Al centro della storia, infatti, c’è la Tramor, società rilevata da Kering per gestire alcuni asset immobiliari tra cui proprio “The Mall”. Un’operazione su cui pesa, ancora oggi, l’ombra di un pagamento sospetto: quello di 140mila euro più Iva alla Eventi 6 Srl, società della famiglia Renzi, per uno studio sullo sviluppo commerciale dell’area food del centro commerciale. Studio che, alla prova dei fatti, era una relazione di quattro paginette con cinque tavole grafiche allegate.

Chi ordinò di pagare quella fattura? Una mail agli atti racconta molto: è datata 10 luglio 2015 e parte da Carmine Rotondaro, allora responsabile del Real Estate di Kering, diretta al tesoriere del gruppo Marco Vettori. Oggetto: pagamento “con estrema urgenza” alla Eventi 6. In allegato, lo “studio di fattibilità commerciale” e, in copia, la fattura n.202 spedita da Laura Bovoli, mamma dell’ex premier, il 7 luglio. In copia, pure il marito Tiziano. Il sospetto degli inquirenti è che quelle consulenze fossero fittizie: un modo elegante per far girare denaro senza vera controprestazione.

Lo pensava anche la Guardia di Finanza, che nel corso delle perquisizioni, non trovò né il contratto d’incarico né lo studio nella documentazione contabile della Tramor. A confermare il vuoto fu anche Remi Leonforte, ex capo dell’ufficio legale della divisione italiana di Kering, che in sede d’interrogatorio dichiarò di non aver mai visto quelle carte né di conoscere la Eventi 6, pur essendo già amministratore delegato di Tramor. Il reato classico da impresa, dunque: fatture false per prestazioni mai eseguite. E infatti Dagostino viene condannato anche per aver ingannato il nuovo amministratore della società sull’uso delle fatture farlocche.
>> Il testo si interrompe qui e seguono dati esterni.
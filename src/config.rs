//! Engine configuration loaded from TOML.
//!
//! Every section is optional; missing values fall back to the defaults of the
//! corresponding type.
//!
//! ```toml
//! [fields]
//! title = 3.0
//! content = 1.0
//! [fields.metadata]
//! author = 0.5
//!
//! [tokenize]
//! stemming = false
//!
//! [category_weights]
//! security = 1.4
//!
//! [[notes.categories]]
//! label = "billing"
//! keywords = ["invoice", "refund"]
//! ```

use crate::error::ConfigError;
use crate::search::{FieldWeights, TokenizeOptions};
use serde::{Deserialize, Serialize};
use std::borrow::Cow;
use std::collections::BTreeMap;
use std::path::Path;

/// Upper bound for field weights. Indexing repeats each field `floor(weight)`
/// times, so the weight bounds per-document term counts.
pub const MAX_FIELD_WEIGHT: f64 = 100.0;

/// Top-level configuration for a knowledge-base search engine.
#[derive(Debug, Clone, Default, PartialEq, Serialize, Deserialize)]
#[serde(default, deny_unknown_fields)]
pub struct EngineConfig {
    pub fields: FieldWeights,
    pub tokenize: TokenizeOptions,
    pub search: SearchDefaults,
    pub category_weights: BTreeMap<String, f64>,
    pub tag_weights: BTreeMap<String, f64>,
    pub notes: NoteKeywords,
}

/// Default query limits applied when a caller does not specify them.
#[derive(Debug, Clone, Copy, PartialEq, Serialize, Deserialize)]
#[serde(default)]
pub struct SearchDefaults {
    pub limit: usize,
    pub min_score: f64,
}

impl Default for SearchDefaults {
    fn default() -> Self {
        Self {
            limit: 10,
            min_score: 0.1,
        }
    }
}

/// A label assigned when any of its keywords occurs in a text.
#[derive(Debug, Clone, PartialEq, Eq, Serialize, Deserialize)]
pub struct KeywordRule {
    pub label: String,
    pub keywords: Vec<String>,
}

impl KeywordRule {
    pub fn new(label: &str, keywords: &[&str]) -> Self {
        Self {
            label: label.to_string(),
            keywords: keywords.iter().map(|k| (*k).to_string()).collect(),
        }
    }

    /// Whether any keyword is a substring of `lowercased`.
    pub fn matches(&self, lowercased: &str) -> bool {
        self.keywords
            .iter()
            .any(|keyword| lowercased.contains(keyword.to_lowercase().as_str()))
    }
}

/// Keyword tables used to derive categories and tags from free-form notes.
#[derive(Debug, Clone, PartialEq, Eq, Serialize, Deserialize)]
#[serde(default)]
pub struct NoteKeywords {
    pub categories: Vec<KeywordRule>,
    pub tags: Vec<KeywordRule>,
}

impl Default for NoteKeywords {
    fn default() -> Self {
        Self {
            categories: vec![
                KeywordRule::new("account", &["password", "login", "log in", "sign in", "username", "account"]),
                KeywordRule::new("network", &["wifi", "wi-fi", "network", "internet", "router", "connection"]),
                KeywordRule::new("hardware", &["printer", "laptop", "monitor", "keyboard", "mouse", "device"]),
                KeywordRule::new("software", &["install", "update", "application", "software", "crash", "license"]),
                KeywordRule::new("email", &["email", "e-mail", "inbox", "outlook", "mailbox"]),
                KeywordRule::new("security", &["virus", "malware", "phishing", "security", "breach", "suspicious"]),
            ],
            tags: vec![
                KeywordRule::new("urgent", &["urgent", "asap", "immediately", "critical", "emergency"]),
                KeywordRule::new("how-to", &["how to", "how do i", "guide", "steps", "tutorial"]),
                KeywordRule::new("error", &["error", "fail", "broken", "not working", "crash"]),
                KeywordRule::new("mobile", &["phone", "mobile", "android", "iphone", "tablet"]),
                KeywordRule::new("remote", &["vpn", "remote", "home office", "from home"]),
            ],
        }
    }
}

impl EngineConfig {
    /// Parses and validates a TOML document.
    pub fn from_toml(source: &str, path: &Path) -> Result<Self, ConfigError> {
        let config: Self = toml::from_str(source).map_err(|source| ConfigError::Toml {
            path: path.to_path_buf(),
            source,
        })?;
        config.validate()?;
        Ok(config)
    }

    /// Reads and parses a TOML file. A leading `~` expands to the home directory.
    pub fn load(path: &str) -> Result<Self, ConfigError> {
        let expanded = expand_tilde(path);
        let path = Path::new(expanded.as_ref());
        let source = std::fs::read_to_string(path).map_err(|source| ConfigError::Io {
            path: path.to_path_buf(),
            source,
        })?;
        let config = Self::from_toml(&source, path)?;
        tracing::info!("Loaded configuration from {}", path.display());
        Ok(config)
    }

    /// Rejects values the engine cannot honor.
    pub fn validate(&self) -> Result<(), ConfigError> {
        if self.tokenize.min_token_length == 0 {
            return Err(ConfigError::Invalid {
                field: "tokenize.min_token_length",
                reason: "must be at least 1".to_string(),
            });
        }

        let weights = [
            ("fields.title", self.fields.title),
            ("fields.content", self.fields.content),
            ("fields.tags", self.fields.tags),
            ("fields.category", self.fields.category),
        ];
        for (field, weight) in weights {
            check_field_weight(field, weight)?;
        }
        for weight in self.fields.metadata.values() {
            check_field_weight("fields.metadata", *weight)?;
        }
        for weight in self.category_weights.values().chain(self.tag_weights.values()) {
            check_weight("category_weights/tag_weights", *weight)?;
        }
        Ok(())
    }
}

fn check_weight(field: &'static str, weight: f64) -> Result<(), ConfigError> {
    if weight.is_finite() && weight >= 0.0 {
        Ok(())
    } else {
        Err(ConfigError::Invalid {
            field,
            reason: format!("weight {} must be a finite, non-negative number", weight),
        })
    }
}

fn check_field_weight(field: &'static str, weight: f64) -> Result<(), ConfigError> {
    check_weight(field, weight)?;
    if weight > MAX_FIELD_WEIGHT {
        return Err(ConfigError::Invalid {
            field,
            reason: format!("weight {} exceeds the maximum of {}", weight, MAX_FIELD_WEIGHT),
        });
    }
    Ok(())
}

/// Expands tilde (`~`) in a path to the user's home directory.
///
/// - `~/foo` becomes `/home/user/foo`
/// - `~` becomes `/home/user`
/// - Other paths are returned unchanged
pub fn expand_tilde(path: &str) -> Cow<'_, str> {
    if let Some(stripped) = path.strip_prefix("~/") {
        if let Some(home) = dirs::home_dir() {
            return Cow::Owned(home.join(stripped).display().to_string());
        }
    } else if path == "~"
        && let Some(home) = dirs::home_dir()
    {
        return Cow::Owned(home.display().to_string());
    }
    Cow::Borrowed(path)
}
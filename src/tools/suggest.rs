//! Autocomplete over document titles or caller-supplied candidates.

use crate::autocomplete::{AutocompleteOptions, find_autocomplete_suggestions};
use crate::state::KbState;
use rmcp::schemars;
use serde::Deserialize;
use std::fmt::Write as _;
use std::sync::Arc;

#[derive(Debug, Deserialize, schemars::JsonSchema)]
pub struct AutocompleteRequest {
    /// Partial input to complete
    pub partial: String,
    /// Strings to complete against (default: titles of all indexed documents)
    #[serde(default)]
    pub candidates: Option<Vec<String>>,
    /// Maximum number of suggestions (default: 5)
    #[serde(default)]
    pub max_suggestions: Option<usize>,
    /// Suggestions scoring below this are dropped (default: 0.1)
    #[serde(default)]
    pub min_score: Option<f64>,
    /// Only suggest candidates starting with the partial input (default: false)
    #[serde(default)]
    pub prefix_only: Option<bool>,
}

/// Suggest completions for partial input.
pub async fn handle_autocomplete(
    state: &Arc<KbState>,
    request: AutocompleteRequest,
) -> Result<String, String> {
    let defaults = AutocompleteOptions::default();
    let options = AutocompleteOptions {
        max_suggestions: request.max_suggestions.unwrap_or(defaults.max_suggestions),
        min_score: request.min_score.unwrap_or(defaults.min_score),
        prefix_only: request.prefix_only.unwrap_or(defaults.prefix_only),
    };

    let candidates = match request.candidates {
        Some(candidates) => candidates,
        None => state
            .read()
            .await
            .index()
            .all_documents()
            .iter()
            .filter_map(|doc| doc.title.clone())
            .collect(),
    };

    let suggestions = find_autocomplete_suggestions(&request.partial, &candidates, &options);
    if suggestions.is_empty() {
        return Ok(format!("No suggestions for '{}'.", request.partial));
    }

    let mut output = format!("Suggestions for '{}':\n\n", request.partial);
    for (idx, suggestion) in suggestions.iter().enumerate() {
        let _ = writeln!(
            output,
            "{}. {} (score: {:.2})",
            idx + 1,
            suggestion.text,
            suggestion.score
        );
    }
    Ok(output)
}
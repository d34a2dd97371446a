//! Full-text search infrastructure.
//!
//! This module provides TF-IDF based search over [`Document`](crate::Document)s,
//! including tokenization, field weighting, indexing, scoring and ranking.

// Module declarations
pub mod engine;
pub mod filter;
pub mod index;
pub mod scoring;
pub mod store;
pub mod tokenize;

// Public re-exports (used via lib.rs)
pub use engine::{FieldMatch, SearchIndex, SearchOptions, SearchResult, SimilarOptions};
pub use filter::{FieldSpec, FilterOptions, RankedRecord, Record, filter_and_rank_documents};
pub use index::InvertedIndex;
pub use store::{DocumentStore, FieldWeights};
pub use tokenize::{STOP_WORDS, TokenizeOptions, stem, tokenize};
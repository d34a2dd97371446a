//! Inverted index mapping terms to the documents that contain them.

use ahash::{AHashMap, AHashSet};
use std::collections::{BTreeMap, BTreeSet};

/// Set of document ids that contain a term.
pub type PostingSet = AHashSet<String>;

/// Term → posting set.
///
/// A term is present only while at least one document references it; the
/// last [`deindex`](Self::deindex) of a term removes its entry.
#[derive(Debug, Clone, Default)]
pub struct InvertedIndex {
    postings: AHashMap<String, PostingSet>,
}

impl InvertedIndex {
    pub fn new() -> Self {
        Self::default()
    }

    /// Registers `doc_id` under every distinct term in `terms`.
    pub fn index<'a, I>(&mut self, doc_id: &str, terms: I)
    where
        I: IntoIterator<Item = &'a String>,
    {
        for term in terms {
            if let Some(set) = self.postings.get_mut(term.as_str()) {
                set.insert(doc_id.to_string());
            } else {
                let mut set = PostingSet::default();
                set.insert(doc_id.to_string());
                self.postings.insert(term.clone(), set);
            }
        }
    }

    /// Removes `doc_id` from every posting set and prunes emptied terms.
    ///
    /// Returns the number of terms dropped from the index.
    pub fn deindex(&mut self, doc_id: &str) -> usize {
        let before = self.postings.len();
        self.postings.retain(|_, set| {
            set.remove(doc_id);
            !set.is_empty()
        });
        before - self.postings.len()
    }

    /// Posting set for `term`, if any document contains it.
    pub fn postings(&self, term: &str) -> Option<&PostingSet> {
        self.postings.get(term)
    }

    /// Number of documents containing `term`.
    pub fn document_frequency(&self, term: &str) -> usize {
        self.postings.get(term).map_or(0, |set| set.len())
    }

    pub fn contains_term(&self, term: &str) -> bool {
        self.postings.contains_key(term)
    }

    /// Get the number of unique terms in the index
    pub fn term_count(&self) -> usize {
        self.postings.len()
    }

    pub fn is_empty(&self) -> bool {
        self.postings.is_empty()
    }

    pub fn clear(&mut self) {
        self.postings.clear();
    }

    /// Ordered copy of the whole index, for comparisons and diagnostics.
    pub fn snapshot(&self) -> BTreeMap<String, BTreeSet<String>> {
        self.postings
            .iter()
            .map(|(term, set)| (term.clone(), set.iter().cloned().collect()))
            .collect()
    }
}
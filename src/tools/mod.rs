//! MCP tool handlers. Each handler takes the shared [`KbState`](crate::KbState)
//! and a request, and returns the text shown to the client.

pub mod documents;
pub mod knowledge;
pub mod search;
pub mod suggest;

pub use documents::*;
pub use knowledge::*;
pub use search::*;
pub use suggest::*;

use crate::search::SearchResult;
use std::fmt::Write as _;

/// Characters of content shown under each result.
const SNIPPET_CHARS: usize = 160;

/// Renders ranked results as a numbered list with relative relevance.
pub(crate) fn format_results(heading: &str, results: &[SearchResult<'_>]) -> String {
    let mut output = format!("{} ({} results):\n\n", heading, results.len());
    let max_score = results.first().map_or(1.0, |r| r.score);

    for (idx, result) in results.iter().enumerate() {
        let doc = result.document;
        let relevance = relevance_percent(result.score, max_score);
        let _ = write!(output, "{}. [{}]", idx + 1, doc.id);
        if let Some(title) = &doc.title {
            let _ = write!(output, " {}", title);
        }
        let _ = writeln!(output, " - score: {:.3}, relevance: {}%", result.score, relevance);

        if let Some(category) = &doc.category {
            let _ = writeln!(output, "   category: {}", category);
        }
        if !doc.tags.is_empty() {
            let _ = writeln!(output, "   tags: {}", doc.tags.join(", "));
        }
        if !result.matches.is_empty() {
            let matched: Vec<String> = result
                .matches
                .iter()
                .map(|m| format!("{} ({})", m.field, m.terms.join(", ")))
                .collect();
            let _ = writeln!(output, "   matched: {}", matched.join("; "));
        }
        let _ = writeln!(output, "   {}", snippet(&doc.content));
        output.push('\n');
    }

    output
}

/// `score` as a percentage of the top score, clamped to `0..=100`.
/// Non-positive or non-finite top scores give 0.
fn relevance_percent(score: f64, max_score: f64) -> u8 {
    if !(max_score > 0.0 && max_score.is_finite()) {
        return 0;
    }
    (score / max_score * 100.0).clamp(0.0, 100.0).round() as u8
}

/// First line of `content`, cut to [`SNIPPET_CHARS`] characters.
fn snippet(content: &str) -> String {
    let first_line = content
        .lines()
        .find(|line| !line.trim().is_empty())
        .unwrap_or("")
        .trim();
    if first_line.chars().count() > SNIPPET_CHARS {
        let cut: String = first_line.chars().take(SNIPPET_CHARS).collect();
        format!("{}...", cut)
    } else {
        first_line.to_string()
    }
}
//! Aggregate cache statistics (C6).

use serde::{Deserialize, Serialize};

/// Aggregate counters over the whole catalog.
#[derive(Debug, Clone, Default, PartialEq, Eq, Serialize, Deserialize)]
pub struct Stats {
    /// Row count.
    pub total_packages: u64,
    /// Sum of blob sizes.
    pub total_size: u64,
    /// Sum of access counts across all records.
    pub total_accesses: u64,
    /// Rows with a non-empty parsed package name.
    pub unique_packages: u64,
    /// Bytes served without a WAN fetch: `sum(size * (access_count - 1))`.
    pub bandwidth_saved: u64,
    /// Configured size ceiling.
    pub max_size: u64,
}
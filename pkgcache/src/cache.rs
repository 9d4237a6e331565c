//! Top-level orchestration: wires the blob store, metadata catalog,
//! reader tracker and admission/eviction engine into one public contract
//! and exposes the aggregate statistics callers pull for reporting.

use std::io::Read;
use std::path::{Path, PathBuf};
use std::sync::Arc;

use crate::blob_store::BlobStore;
use crate::catalog::Catalog;
use crate::error::{Digest, Error, Result};
use crate::eviction;
use crate::handle::ReadHandle;
use crate::readers::ReaderTracker;
use crate::record::Record;
use crate::stats::Stats;

/// Construction parameters for a [`Cache`]. Parsing these out of an
/// on-disk configuration file is a collaborator's job; the cache itself
/// only needs the resolved values.
#[derive(Debug, Clone)]
pub struct CacheConfig {
    pub base: PathBuf,
    pub max_size: u64,
    /// Minimum free bytes to keep on the filesystem hosting `base`.
    /// `0` disables the check.
    pub min_free_bytes: u64,
}

/// A content-addressed local cache for Debian binary package blobs.
pub struct Cache {
    base: PathBuf,
    store: BlobStore,
    catalog: Catalog,
    readers: Arc<ReaderTracker>,
    max_size: u64,
    min_free_bytes: u64,
}

fn now() -> i64 {
    proxmox_time::epoch_i64()
}

impl Cache {
    /// Opens (creating if necessary) a cache rooted at `config.base`.
    /// Runs catalog corruption recovery if needed -- see
    /// [`Catalog::open`].
    pub fn open(config: CacheConfig) -> Result<Self> {
        std::fs::create_dir_all(&config.base)?;
        std::fs::create_dir_all(config.base.join("indices"))?;

        let store = BlobStore::open(&config.base)
            .map_err(|err| Error::Io(std::io::Error::new(std::io::ErrorKind::Other, err)))?;
        let catalog = Catalog::open(&config.base.join("state.db"))
            .map_err(|err| Error::Io(std::io::Error::new(std::io::ErrorKind::Other, err)))?;

        Ok(Cache {
            base: config.base,
            store,
            catalog,
            readers: Arc::new(ReaderTracker::new()),
            max_size: config.max_size,
            min_free_bytes: config.min_free_bytes,
        })
    }

    /// The raw metadata database handle, exposed for collaborators
    /// (index-cache state, download state) that create their own tables
    /// in the same file. The core does not validate what they do with it.
    pub fn raw_handle(&self) -> &Catalog {
        &self.catalog
    }

    /// Scratch directory root, exposed for collaborators that need a
    /// place on the same filesystem to stage their own files.
    pub fn scratch_dir(&self) -> &Path {
        &self.base
    }

    pub fn has(&self, digest: &str) -> bool {
        match Digest::parse(digest) {
            Ok(digest) => self.store.has(&digest),
            Err(_) => false,
        }
    }

    /// Opens `digest` for reading, bumping its access counters and
    /// registering a reader. Fails with [`Error::NotFound`] if no blob
    /// file is present.
    pub fn get(&self, digest: &str) -> Result<(ReadHandle, Record)> {
        let parsed = Digest::parse(digest)?;
        if !self.store.has(&parsed) {
            return Err(Error::NotFound(digest.to_string()));
        }

        self.catalog.bump_access(digest, now());
        let record = self
            .catalog
            .get(digest)?
            .ok_or_else(|| Error::NotFound(digest.to_string()))?;

        let file = self.store.open_blob(&parsed)?;
        let handle = ReadHandle::new(file, digest.to_string(), self.readers.clone());
        Ok((handle, record))
    }

    /// Streams `reader` into the store, verifying it hashes to `digest`,
    /// then upserts the catalog row. Runs admission control (free-disk
    /// floor, then size ceiling with inline eviction) before committing.
    pub fn put_stream(
        &self,
        reader: &mut dyn Read,
        digest: &str,
        filename: &str,
    ) -> Result<Record> {
        let parsed = Digest::parse(digest)?;
        let now = now();

        // Pre-admit on the assumption of a same-size replacement; an
        // existing blob of equal size is a no-op for disk usage, but we
        // don't know the incoming size until the stream is hashed. Since
        // digests are content-addressed, reuse the existing size as the
        // estimate if present; otherwise assume 0 extra headroom isn't
        // knowable up front, and compensate by running a post-write
        // ceiling check before allowing eviction to run on assumption.
        let already_present = self.store.has(&parsed);
        if !already_present {
            self.run_admission(0, now)?;
        }

        let size = self.store.stage_and_commit(reader, &parsed)?;
        self.catalog.upsert(digest, size, filename, now)?;

        if !already_present {
            // Now that the real size is known, enforce the ceiling for
            // real; if we're still over, evict additional cold entries.
            self.run_admission(0, now)?;
        }

        self.catalog
            .get(digest)?
            .ok_or_else(|| Error::NotFound(digest.to_string()))
    }

    /// Publishes a pre-verified file (already hashed by the caller) by
    /// renaming it into place without re-hashing.
    pub fn put_file(
        &self,
        path: &Path,
        digest: &str,
        filename: &str,
        size: u64,
    ) -> Result<Record> {
        let parsed = Digest::parse(digest)?;
        let now = now();

        let already_present = self.store.has(&parsed);
        if !already_present {
            self.run_admission(size, now)?;
        }

        self.store.commit_file(path, &parsed)?;
        self.catalog.upsert(digest, size, filename, now)?;

        self.catalog
            .get(digest)?
            .ok_or_else(|| Error::NotFound(digest.to_string()))
    }

    fn run_admission(&self, incoming: u64, now: i64) -> Result<()> {
        eviction::admit(
            &self.base,
            &self.catalog,
            incoming,
            self.max_size,
            self.min_free_bytes,
            now,
            |digest| self.delete(digest),
        )
    }

    /// Removes a blob and its row. Refuses with [`Error::InUse`] while
    /// any reader holds the digest open. Removing a nonexistent digest
    /// succeeds.
    pub fn delete(&self, digest: &str) -> Result<()> {
        if self.readers.count(digest) > 0 {
            return Err(Error::InUse(digest.to_string()));
        }

        let parsed = Digest::parse(digest)?;
        self.store.unlink(&parsed)?;
        self.catalog.remove(digest)?;
        Ok(())
    }

    pub fn mark_announced(&self, digest: &str) -> Result<()> {
        self.catalog.mark_announced(digest, now())?;
        Ok(())
    }

    pub fn list(&self) -> Result<Vec<Record>> {
        Ok(self.catalog.list()?)
    }

    pub fn unannounced(&self) -> Result<Vec<Record>> {
        Ok(self.catalog.unannounced(now())?)
    }

    pub fn by_package_name(&self, name: &str) -> Result<Vec<Record>> {
        Ok(self.catalog.by_package_name(name)?)
    }

    pub fn get_by_nva(&self, name: &str, version: &str, arch: &str) -> Result<Record> {
        self.catalog
            .get_by_nva(name, version, arch)?
            .ok_or_else(|| Error::NotFound(format!("{name}_{version}_{arch}")))
    }

    pub fn popular(&self, limit: i64) -> Result<Vec<Record>> {
        Ok(self.catalog.popular(limit)?)
    }

    pub fn recent(&self, limit: i64) -> Result<Vec<Record>> {
        Ok(self.catalog.recent(limit)?)
    }

    pub fn populate_missing_metadata(&self) -> Result<u64> {
        Ok(self.catalog.populate_missing_metadata()?)
    }

    pub fn check_integrity(&self) -> Result<()> {
        self.catalog.check_integrity()
    }

    pub fn stats(&self) -> Result<Stats> {
        Ok(Stats {
            total_packages: self.catalog.total_packages()?,
            total_size: self.catalog.current_size(),
            total_accesses: self.catalog.total_accesses()?,
            unique_packages: self.catalog.unique_packages()?,
            bandwidth_saved: self.catalog.bandwidth_saved()?,
            max_size: self.max_size,
        })
    }

    pub fn absolute_path(&self, digest: &str) -> Result<PathBuf> {
        let parsed = Digest::parse(digest)?;
        Ok(self.store.absolute_path(&parsed))
    }

    pub fn partial_dir(&self, digest: &str) -> Result<PathBuf> {
        let parsed = Digest::parse(digest)?;
        Ok(self.store.partial_dir(&parsed))
    }

    pub fn ensure_partial_dir(&self, digest: &str) -> Result<PathBuf> {
        let parsed = Digest::parse(digest)?;
        self.store
            .ensure_partial_dir(&parsed)
            .map_err(|err| Error::Io(std::io::Error::new(std::io::ErrorKind::Other, err)))
    }

    pub fn clean_partial_dir(&self, digest: &str) -> Result<()> {
        let parsed = Digest::parse(digest)?;
        self.store
            .clean_partial_dir(&parsed)
            .map_err(|err| Error::Io(std::io::Error::new(std::io::ErrorKind::Other, err)))
    }
}

#[cfg(test)]
mod tests {
    use super::*;
    use openssl::sha::Sha256;
    use std::io::Cursor;

    fn sha256_hex(bytes: &[u8]) -> String {
        let mut hasher = Sha256::new();
        hasher.update(bytes);
        hex::encode(hasher.finish())
    }

    fn open_cache(tmp: &tempfile::TempDir, max_size: u64) -> Cache {
        Cache::open(CacheConfig {
            base: tmp.path().to_path_buf(),
            max_size,
            min_free_bytes: 0,
        })
        .unwrap()
    }

    #[test]
    fn p1_round_trip() {
        let tmp = tempfile::tempdir().unwrap();
        let cache = open_cache(&tmp, 1_000_000);

        let data = b"test package content";
        let digest = sha256_hex(data);
        cache
            .put_stream(&mut Cursor::new(data.to_vec()), &digest, "curl_7.88.1-10_amd64.deb")
            .unwrap();

        let (mut handle, record) = cache.get(&digest).unwrap();
        assert_eq!(record.size, data.len() as u64);
        assert_eq!(record.filename, "curl_7.88.1-10_amd64.deb");

        let mut contents = Vec::new();
        handle.read_to_end(&mut contents).unwrap();
        assert_eq!(contents, data);
    }

    #[test]
    fn p2_hash_gate() {
        let tmp = tempfile::tempdir().unwrap();
        let cache = open_cache(&tmp, 1_000_000);

        let data = b"test package content";
        let wrong = "0".repeat(64);
        let err = cache
            .put_stream(&mut Cursor::new(data.to_vec()), &wrong, "x.deb")
            .unwrap_err();
        assert!(matches!(err, Error::HashMismatch { .. }));
        assert!(!cache.has(&wrong));
    }

    #[test]
    fn p3_idempotent_publish() {
        let tmp = tempfile::tempdir().unwrap();
        let cache = open_cache(&tmp, 1_000_000);

        let data = b"abc";
        let digest = sha256_hex(data);
        cache
            .put_stream(&mut Cursor::new(data.to_vec()), &digest, "a_1.0_amd64.deb")
            .unwrap();
        cache
            .put_stream(&mut Cursor::new(data.to_vec()), &digest, "a_1.0_amd64.deb")
            .unwrap();

        assert_eq!(cache.list().unwrap().len(), 1);
        let (_handle, _) = cache.get(&digest).unwrap();
        let record = cache.catalog.get(&digest).unwrap().unwrap();
        assert!(record.access_count >= 2);
    }

    #[test]
    fn p4_delete_blocks_on_readers() {
        let tmp = tempfile::tempdir().unwrap();
        let cache = open_cache(&tmp, 1_000_000);

        let data = b"abc";
        let digest = sha256_hex(data);
        cache
            .put_stream(&mut Cursor::new(data.to_vec()), &digest, "a_1.0_amd64.deb")
            .unwrap();

        let (handle, _) = cache.get(&digest).unwrap();
        let err = cache.delete(&digest).unwrap_err();
        assert!(matches!(err, Error::InUse(_)));

        drop(handle);
        cache.delete(&digest).unwrap();
        assert!(!cache.has(&digest));
    }

    #[test]
    fn p5_double_close_is_benign() {
        let tmp = tempfile::tempdir().unwrap();
        let cache = open_cache(&tmp, 1_000_000);

        let data = b"abc";
        let digest = sha256_hex(data);
        cache
            .put_stream(&mut Cursor::new(data.to_vec()), &digest, "a_1.0_amd64.deb")
            .unwrap();

        let (mut handle, _) = cache.get(&digest).unwrap();
        handle.close();
        handle.close();
        drop(handle);
        cache.delete(&digest).unwrap();
    }

    #[test]
    fn p6_size_accounting_survives_reopen() {
        let tmp = tempfile::tempdir().unwrap();
        {
            let cache = open_cache(&tmp, 1_000_000);
            let data = b"abcdefgh";
            let digest = sha256_hex(data);
            cache
                .put_stream(&mut Cursor::new(data.to_vec()), &digest, "a_1.0_amd64.deb")
                .unwrap();
            assert_eq!(cache.stats().unwrap().total_size, data.len() as u64);
        }
        let cache = open_cache(&tmp, 1_000_000);
        assert_eq!(cache.stats().unwrap().total_size, 8);
    }

    #[test]
    fn p9_eviction_safety_full_when_hot() {
        let tmp = tempfile::tempdir().unwrap();
        let cache = open_cache(&tmp, 1024);

        let a = vec![0u8; 300];
        let b = vec![1u8; 300];
        let da = sha256_hex(&a);
        let db = sha256_hex(&b);
        cache
            .put_stream(&mut Cursor::new(a.clone()), &da, "a_1.0_amd64.deb")
            .unwrap();
        cache
            .put_stream(&mut Cursor::new(b.clone()), &db, "b_1.0_amd64.deb")
            .unwrap();

        let c = vec![2u8; 600];
        let dc = sha256_hex(&c);
        let err = cache
            .put_stream(&mut Cursor::new(c), &dc, "c_1.0_amd64.deb")
            .unwrap_err();
        assert!(matches!(err, Error::CacheFull));
        assert!(cache.has(&da));
        assert!(cache.has(&db));
    }

    #[test]
    fn delete_of_nonexistent_digest_succeeds() {
        let tmp = tempfile::tempdir().unwrap();
        let cache = open_cache(&tmp, 1_000_000);
        cache.delete(&"f".repeat(64)).unwrap();
    }

    #[test]
    fn by_package_name_and_nva_lookup() {
        let tmp = tempfile::tempdir().unwrap();
        let cache = open_cache(&tmp, 1_000_000);

        let data = b"curl-bytes";
        let digest = sha256_hex(data);
        cache
            .put_stream(&mut Cursor::new(data.to_vec()), &digest, "curl_7.88.1-10_amd64.deb")
            .unwrap();

        assert_eq!(cache.by_package_name("curl").unwrap().len(), 1);
        let record = cache.get_by_nva("curl", "7.88.1-10", "amd64").unwrap();
        assert_eq!(record.digest, digest);
    }
}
Ma ecco il colpo di scena. Nel luglio 2023, la Cassazione proscioglie definitivamente i coniugi Renzi dall’accusa di aver emesso documentazione falsa. I giudici scrivono nero su bianco che, sebbene le fatture delle società Party e Eventi 6 “non corrispondano a prestazioni realmente effettuate”, la finalità era “extrafiscale”, ossia legata a motivazioni personali e non chiarite. Tradotto: le fatture erano farlocche, ma chi le ha emesse lo ha fatto per motivi che il processo non ha saputo spiegare. Quindi nessun dolo, e tutti assolti. Dagostino, invece, condannato: l’emittente no, il ricevente sì. Da questa storia, al netto degli equilibrismi giuridici, emergono almeno due certezze: la prima è che un’operazione commerciale milionaria ha prodotto pagamenti a vuoto. La seconda è che nessuno ha mai chiarito perché quei soldi finirono proprio lì, a Rignano sull’Arno. E chi li ha voluti davvero.